The logic, according to the company, is to deter fraudulent listings and no-shows. The effect is that the platform can turn a failed transaction into a revenue stream, while the fan is left outside the stadium holding a refund — and little else.
StubHub declined to comment on how much it earns from these penalties.
The interest game
Then there’s the money StubHub holds in the meantime.
In Spokane, Wash., Jeff Ripley is taking StubHub to arbitration, arguing that a simple refund doesn’t cover what the company gained by sitting on his cash. He bought World Cup tickets in December. They were cancelled on game day.
For months, StubHub had his money. He had nothing.
Ripley argues that while fans wait, StubHub collects interest on those funds. He wonders how many thousands of customers are in the same position.
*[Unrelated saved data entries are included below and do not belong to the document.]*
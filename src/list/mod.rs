//! `CompletionList` — a lock-free stack of finished work.
//!
//! Any number of producers [`push`](CompletionList::push) concurrently; one
//! coordinator [`drain`](CompletionList::drain)s. The only shared mutable
//! state is the head pointer:
//! - push is a Treiber push (link to the observed head, compare-exchange,
//!   retry on contention)
//! - steal compare-exchanges the head to null, taking the whole chain at once
//!
//! Steals never read a node before owning it, so taking whole chains is free
//! of the ABA hazard a single-node pop would have.

mod node;

use core::fmt;
use core::marker::PhantomData;
use std::ptr;
use std::time::Instant;

use crossbeam_utils::{Backoff, CachePadded};

use self::node::{take_chain, Node};
use crate::batch::Batch;
use crate::collab::{CompletionTracker, Exporter};
use crate::config::DrainOptions;
use crate::counter::RelaxedCounter;
use crate::error::DrainError;
use crate::item::WorkItem;
use crate::stats::{CycleReport, DrainReport, ListStats};
use crate::sync::{AtomicPtr, Ordering};
use crate::trace::{debug_event, trace_event, warn_event};

/// An unbounded multi-producer, single-coordinator completion list.
pub struct CompletionList<I, P> {
    head: CachePadded<AtomicPtr<Node<I, P>>>,
    pushed: RelaxedCounter,
    drained: RelaxedCounter,
    _owns: PhantomData<Box<Node<I, P>>>,
}

// Items only ever move between threads; none is shared by reference.
unsafe impl<I: Send, P: Send> Send for CompletionList<I, P> {}
unsafe impl<I: Send, P: Send> Sync for CompletionList<I, P> {}

impl<I, P> CompletionList<I, P> {
    /// Creates an empty list.
    pub fn new() -> Self {
        Self {
            head: CachePadded::new(AtomicPtr::new(ptr::null_mut())),
            pushed: RelaxedCounter::new(0),
            drained: RelaxedCounter::new(0),
            _owns: PhantomData,
        }
    }

    /// Returns `true` if no item is currently linked.
    #[inline]
    pub fn is_empty(&self) -> bool {
        self.head.load(Ordering::Acquire).is_null()
    }

    /// Push and steal counts so far.
    pub fn stats(&self) -> ListStats {
        ListStats {
            pushed: self.pushed.get(),
            drained: self.drained.get(),
        }
    }

    /// Pushes a finished item. Lock-free; callable from any thread.
    pub fn push(&self, item: WorkItem<I, P>) {
        let node = Node::alloc(item);
        self.publish(node, node);
        self.pushed.increment();
    }

    /// Pushes several items with a single successful compare-exchange.
    ///
    /// The items stay contiguous and in the given order, the first one
    /// nearest the head. Returns the number of items pushed.
    pub fn push_batch<T>(&self, items: T) -> usize
    where
        T: IntoIterator<Item = WorkItem<I, P>>,
    {
        let mut items = items.into_iter();
        let Some(first) = items.next() else {
            return 0;
        };

        let first = Node::alloc(first);
        let mut tail = first;
        let mut count = 1;
        for item in items {
            let node = Node::alloc(item);
            // SAFETY: the chain is still private to this thread.
            unsafe { (*tail).next = node };
            tail = node;
            count += 1;
        }

        self.publish(first, tail);
        self.pushed.fetch_add(count);
        count
    }

    /// Links the private chain `first..=tail` in front of the current head.
    fn publish(&self, first: *mut Node<I, P>, tail: *mut Node<I, P>) {
        let backoff = Backoff::new();
        let mut head = self.head.load(Ordering::Relaxed);
        loop {
            // SAFETY: `tail` is unpublished until the exchange below succeeds.
            unsafe { (*tail).next = head };
            match self
                .head
                .compare_exchange_weak(head, first, Ordering::Release, Ordering::Relaxed)
            {
                Ok(_) => return,
                Err(actual) => {
                    head = actual;
                    backoff.spin();
                }
            }
        }
    }

    /// Atomically takes every linked item, most recently pushed first.
    ///
    /// Returns `None` if the list was empty. Producers racing with the steal
    /// start a fresh chain; no item is in both.
    pub fn steal(&self) -> Option<Batch<I, P>> {
        let backoff = Backoff::new();
        let mut head = self.head.load(Ordering::Relaxed);
        loop {
            if head.is_null() {
                return None;
            }
            match self.head.compare_exchange_weak(
                head,
                ptr::null_mut(),
                Ordering::Acquire,
                Ordering::Relaxed,
            ) {
                Ok(_) => break,
                Err(actual) => {
                    head = actual;
                    backoff.spin();
                }
            }
        }

        // SAFETY: the exchange unlinked the chain; the acquire pairs with the
        // release of every push that built it.
        let items = unsafe { take_chain(head) };
        self.drained.fetch_add(items.len());
        Some(Batch::from_items(items))
    }
}

impl<I: Ord, P> CompletionList<I, P> {
    /// Runs one steal, reorder, export, notify cycle.
    ///
    /// Returns `Ok(None)` when the steal found the list empty.
    ///
    /// # Errors
    /// A collaborator failed; the error carries the unfinished batch.
    #[allow(clippy::type_complexity)]
    pub fn drain_once<X, N>(
        &self,
        exporter: &mut X,
        tracker: &mut N,
        options: &DrainOptions,
    ) -> Result<Option<CycleReport>, DrainError<I, P, X::Error, N::Error>>
    where
        X: Exporter<P> + ?Sized,
        N: CompletionTracker<I> + ?Sized,
    {
        let Some(mut batch) = self.steal() else {
            return Ok(None);
        };
        let items = batch.len();
        let reordered = batch.promote_minimum();
        trace_event!(items, reordered, "stole completion batch");

        let started = Instant::now();
        if let Err((exported, source)) = batch.export_all(exporter) {
            warn_event!(exported, items, "export failed, handing batch back");
            return Err(DrainError::Export {
                source,
                exported,
                batch,
            });
        }
        let export_time = started.elapsed();

        let notified = match batch.notify_and_release(tracker, options.debug_mode) {
            Ok(notified) => notified,
            Err(source) => {
                warn_event!(remaining = batch.len(), "completion notification failed");
                return Err(DrainError::Notify { source, batch });
            }
        };

        Ok(Some(CycleReport {
            items,
            notified,
            reordered,
            export_time,
        }))
    }

    /// Drains until a steal finds the list empty.
    ///
    /// Items pushed while a batch is being processed are picked up by the
    /// next cycle. Within a cycle the smallest identifier is exported and
    /// notified first; across cycles there is no ordering. Must not be run
    /// from two threads at once if that ordering matters.
    ///
    /// # Errors
    /// A collaborator failed. Batches finished before the failure stay
    /// finished; the failing batch is returned in the error.
    #[allow(clippy::type_complexity)]
    pub fn drain<X, N>(
        &self,
        exporter: &mut X,
        tracker: &mut N,
        options: &DrainOptions,
    ) -> Result<DrainReport, DrainError<I, P, X::Error, N::Error>>
    where
        X: Exporter<P> + ?Sized,
        N: CompletionTracker<I> + ?Sized,
    {
        let mut report = DrainReport::default();
        while let Some(cycle) = self.drain_once(&mut *exporter, &mut *tracker, options)? {
            report.absorb(&cycle);
        }
        debug_event!(
            batches = report.batches,
            items = report.items,
            notified = report.notified,
            debug_mode = options.debug_mode,
            "completion list drained"
        );
        Ok(report)
    }
}

impl<I, P> Default for CompletionList<I, P> {
    fn default() -> Self {
        Self::new()
    }
}

impl<I, P> fmt::Debug for CompletionList<I, P> {
    fn fmt(&self, f: &mut fmt::Formatter<'_>) -> fmt::Result {
        f.debug_struct("CompletionList")
            .field("empty", &self.is_empty())
            .field("stats", &self.stats())
            .finish()
    }
}

impl<I, P> Drop for CompletionList<I, P> {
    fn drop(&mut self) {
        let head = self.head.swap(ptr::null_mut(), Ordering::Acquire);
        // SAFETY: `&mut self` rules out concurrent pushes and steals.
        drop(unsafe { take_chain(head) });
    }
}

#[cfg(all(test, not(loom)))]
mod tests {
    use super::*;
    use std::sync::Arc;

    fn stolen_ids(list: &CompletionList<u32, ()>) -> Vec<u32> {
        list.steal()
            .map(|b| b.ids().copied().collect())
            .unwrap_or_default()
    }

    #[test]
    fn test_steal_returns_push_order_reversed() {
        let list = CompletionList::new();
        for id in [5, 3, 8, 1] {
            list.push(WorkItem::new(id, ()));
        }
        assert!(!list.is_empty());
        assert_eq!(stolen_ids(&list), vec![1, 8, 3, 5]);
        assert!(list.is_empty());
        assert!(list.steal().is_none());
    }

    #[test]
    fn test_push_batch_keeps_given_order_at_head() {
        let list = CompletionList::new();
        list.push(WorkItem::new(9, ()));
        let pushed = list.push_batch([1, 2, 3].map(|id| WorkItem::new(id, ())));
        assert_eq!(pushed, 3);
        list.push(WorkItem::new(7, ()));
        assert_eq!(stolen_ids(&list), vec![7, 1, 2, 3, 9]);
    }

    #[test]
    fn test_push_batch_empty_is_noop() {
        let list: CompletionList<u32, ()> = CompletionList::new();
        assert_eq!(list.push_batch(Vec::new()), 0);
        assert!(list.is_empty());
        assert_eq!(list.stats(), ListStats::default());
    }

    #[test]
    fn test_stats_track_pushes_and_steals() {
        let list = CompletionList::new();
        list.push(WorkItem::new(1, ()));
        list.push_batch([2, 3].map(|id| WorkItem::new(id, ())));
        assert_eq!(list.stats().pending(), 3);
        let _ = list.steal();
        list.push(WorkItem::new(4, ()));
        let stats = list.stats();
        assert_eq!(stats.pushed, 4);
        assert_eq!(stats.drained, 3);
        assert_eq!(stats.pending(), 1);
    }

    #[test]
    fn test_drop_releases_linked_items() {
        let payload = Arc::new(());
        {
            let list = CompletionList::new();
            for id in 0..16u32 {
                list.push(WorkItem::new(id, Arc::clone(&payload)));
            }
            assert_eq!(Arc::strong_count(&payload), 17);
        }
        assert_eq!(Arc::strong_count(&payload), 1);
    }

    #[test]
    fn test_concurrent_steals_partition_items() {
        const PER_THREAD: u32 = 2000;
        let list = CompletionList::new();
        let mut seen: Vec<u32> = std::thread::scope(|s| {
            for t in 0..4u32 {
                let list = &list;
                s.spawn(move || {
                    for i in 0..PER_THREAD {
                        list.push(WorkItem::new(t * PER_THREAD + i, ()));
                    }
                });
            }
            let thieves: Vec<_> = (0..2)
                .map(|_| {
                    let list = &list;
                    s.spawn(move || {
                        let mut ids = Vec::new();
                        for _ in 0..1000 {
                            if let Some(batch) = list.steal() {
                                ids.extend(batch.ids().copied());
                            }
                        }
                        ids
                    })
                })
                .collect();
            thieves
                .into_iter()
                .flat_map(|h| h.join().unwrap())
                .collect()
        });
        if let Some(rest) = list.steal() {
            seen.extend(rest.ids().copied());
        }
        seen.sort_unstable();
        assert_eq!(seen, (0..4 * PER_THREAD).collect::<Vec<_>>());
    }
}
StubHub reported earning $41 million in interest in its November 2025 earnings report for the previous year. The company facilitated the resale of $9.2 billion in tickets globally in that period, handling vast flows of customer money.
StubHub would not comment on the interest it earns from holding fans’ funds or on whether any of that is shared back when tickets are cancelled.
Ripley likens the model to a bank receiving free loans from customers who never agreed to become lenders. In his view, StubHub behaves like a financial institution — taking deposits, earning interest — without the oversight or obligations that come with that label.
“There has to be some accountability for companies that are taking money, earning interest on it and then not providing a product,” he says.
For Gallagher, Mongillo, Hale, Radetic, Ripley and the many others now lining up lawyers, filing arbitration claims, or joining class actions, that accountability may finally be coming. The question is whether it arrives before the next wave of fans hands over their money and trusts a guarantee that, for now, stops at the stadium gate.